## TASK DIRECTIONS:
The records below need retyping in full; give them again exactly.

****************

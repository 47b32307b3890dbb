use crate::error::AppError;

pub fn require_non_empty(field: &str, value: &str) -> Result<(), AppError> {
    if value.trim().is_empty() {
        return Err(AppError::validation(format!("{field} is required")));
    }
    Ok(())
}

pub fn require_one_of(field: &str, value: &str, allowed: &[&str]) -> Result<(), AppError> {
    if !allowed.contains(&value) {
        return Err(AppError::validation(format!(
            "{field} must be one of: {}",
            allowed.join(", ")
        )));
    }
    Ok(())
}

pub fn require_non_negative(field: &str, value: i32) -> Result<(), AppError> {
    if value < 0 {
        return Err(AppError::validation(format!("{field} must not be negative")));
    }
    Ok(())
}

/// Present-but-empty on a required field is rejected rather than stored.
pub fn patch_non_empty(field: &str, value: Option<&String>) -> Result<(), AppError> {
    match value {
        Some(v) => require_non_empty(field, v),
        None => Ok(()),
    }
}

pub fn patch_one_of(field: &str, value: Option<&String>, allowed: &[&str]) -> Result<(), AppError> {
    match value {
        Some(v) => require_one_of(field, v, allowed),
        None => Ok(()),
    }
}
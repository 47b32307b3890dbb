use serde::{Deserialize, Serialize};
use time::OffsetDateTime;

use super::repo::Assignment;
use crate::courses::repo::Course;

#[derive(Debug, Deserialize)]
pub struct CreateAssignmentRequest {
    #[serde(default)]
    pub course_id: Option<i64>,
    pub title: String,
    #[serde(default)]
    pub description: String,
    #[serde(with = "time::serde::rfc3339")]
    pub due_date: OffsetDateTime,
    #[serde(default)]
    pub priority: String,
    #[serde(default)]
    pub estimated_hours: i32,
}

#[derive(Debug, Deserialize)]
pub struct StatusUpdateRequest {
    pub status: String,
}

/// Raw query string; `course_id` is parsed by the service so a bad value
/// reads as a validation error rather than a generic query rejection.
#[derive(Debug, Default, Deserialize)]
pub struct AssignmentQuery {
    pub status: Option<String>,
    pub priority: Option<String>,
    pub course_id: Option<String>,
}

/// An assignment with its course attached when the course still resolves.
#[derive(Debug, Clone, Serialize)]
pub struct AssignmentView {
    #[serde(flatten)]
    pub assignment: Assignment,
    #[serde(skip_serializing_if = "Option::is_none")]
    pub course: Option<Course>,
}

#[derive(Debug, Serialize)]
pub struct AssignmentResponse {
    #[serde(skip_serializing_if = "Option::is_none")]
    pub message: Option<&'static str>,
    pub assignment: AssignmentView,
}

#[derive(Debug, Serialize)]
pub struct AssignmentListResponse {
    pub assignments: Vec<AssignmentView>,
}
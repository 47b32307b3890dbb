use argon2::{
    password_hash::{PasswordHash, PasswordHasher, PasswordVerifier, SaltString},
    Argon2,
};
use rand::rngs::OsRng;
use tracing::{error, warn};

use crate::error::AppError;

/// Argon2id with a fresh random salt, returned as a PHC string.
pub fn hash_password(plain: &str) -> Result<String, AppError> {
    let salt = SaltString::generate(&mut OsRng);
    let hash = Argon2::default()
        .hash_password(plain.as_bytes(), &salt)
        .map_err(|e| {
            error!(error = %e, "argon2 hash_password error");
            AppError::Hashing(e.to_string())
        })?
        .to_string();
    Ok(hash)
}

/// Never errors: a mismatch and an unreadable stored hash both yield `false`.
pub fn verify_password(plain: &str, hash: &str) -> bool {
    let parsed = match PasswordHash::new(hash) {
        Ok(p) => p,
        Err(e) => {
            warn!(error = %e, "stored password hash is not a valid PHC string");
            return false;
        }
    };
    Argon2::default()
        .verify_password(plain.as_bytes(), &parsed)
        .is_ok()
}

****************

## EXPECTED OUTPUT:
repository 47b32307b3890dbb
use crate::error::AppError;

pub fn require_non_empty(field: &str, value: &str) -> Result<(), AppError> {
    if value.trim().is_empty() {
        return Err(AppError::validation(format!("{field} is required")));
    }
    Ok(())
}

pub fn require_one_of(field: &str, value: &str, allowed: &[&str]) -> Result<(), AppError> {
    if !allowed.contains(&value) {
        return Err(AppError::validation(format!(
            "{field} must be one of: {}",
            allowed.join(", ")
        )));
    }
    Ok(())
}

pub fn require_non_negative(field: &str, value: i32) -> Result<(), AppError> {
    if value < 0 {
        return Err(AppError::validation(format!("{field} must not be negative")));
    }
    Ok(())
}

/// Present-but-empty on a required field is rejected rather than stored.
pub fn patch_non_empty(field: &str, value: Option<&String>) -> Result<(), AppError> {
    match value {
        Some(v) => require_non_empty(field, v),
        None => Ok(()),
    }
}

pub fn patch_one_of(field: &str, value: Option<&String>, allowed: &[&str]) -> Result<(), AppError> {
    match value {
        Some(v) => require_one_of(field, v, allowed),
        None => Ok(()),
    }
}
repository 47b32307b3890dbb
use serde::{Deserialize, Serialize};
use time::OffsetDateTime;

use super::repo::Assignment;
use crate::courses::repo::Course;

#[derive(Debug, Deserialize)]
pub struct CreateAssignmentRequest {
    #[serde(default)]
    pub course_id: Option<i64>,
    pub title: String,
    #[serde(default)]
    pub description: String,
    #[serde(with = "time::serde::rfc3339")]
    pub due_date: OffsetDateTime,
    #[serde(default)]
    pub priority: String,
    #[serde(default)]
    pub estimated_hours: i32,
}

#[derive(Debug, Deserialize)]
pub struct StatusUpdateRequest {
    pub status: String,
}

/// Raw query string; `course_id` is parsed by the service so a bad value
/// reads as a validation error rather than a generic query rejection.
#[derive(Debug, Default, Deserialize)]
pub struct AssignmentQuery {
    pub status: Option<String>,
    pub priority: Option<String>,
    pub course_id: Option<String>,
}

/// An assignment with its course attached when the course still resolves.
#[derive(Debug, Clone, Serialize)]
pub struct AssignmentView {
    #[serde(flatten)]
    pub assignment: Assignment,
    #[serde(skip_serializing_if = "Option::is_none")]
    pub course: Option<Course>,
}

#[derive(Debug, Serialize)]
pub struct AssignmentResponse {
    #[serde(skip_serializing_if = "Option::is_none")]
    pub message: Option<&'static str>,
    pub assignment: AssignmentView,
}

#[derive(Debug, Serialize)]
pub struct AssignmentListResponse {
    pub assignments: Vec<AssignmentView>,
}
repository 47b32307b3890dbb
use argon2::{
    password_hash::{PasswordHash, PasswordHasher, PasswordVerifier, SaltString},
    Argon2,
};
use rand::rngs::OsRng;
use tracing::{error, warn};

use crate::error::AppError;

/// Argon2id with a fresh random salt, returned as a PHC string.
pub fn hash_password(plain: &str) -> Result<String, AppError> {
    let salt = SaltString::generate(&mut OsRng);
    let hash = Argon2::default()
        .hash_password(plain.as_bytes(), &salt)
        .map_err(|e| {
            error!(error = %e, "argon2 hash_password error");
            AppError::Hashing(e.to_string())
        })?
        .to_string();
    Ok(hash)
}

/// Never errors: a mismatch and an unreadable stored hash both yield `false`.
pub fn verify_password(plain: &str, hash: &str) -> bool {
    let parsed = match PasswordHash::new(hash) {
        Ok(p) => p,
        Err(e) => {
            warn!(error = %e, "stored password hash is not a valid PHC string");
            return false;
        }
    };
    Argon2::default()
        .verify_password(plain.as_bytes(), &parsed)
        .is_ok()
}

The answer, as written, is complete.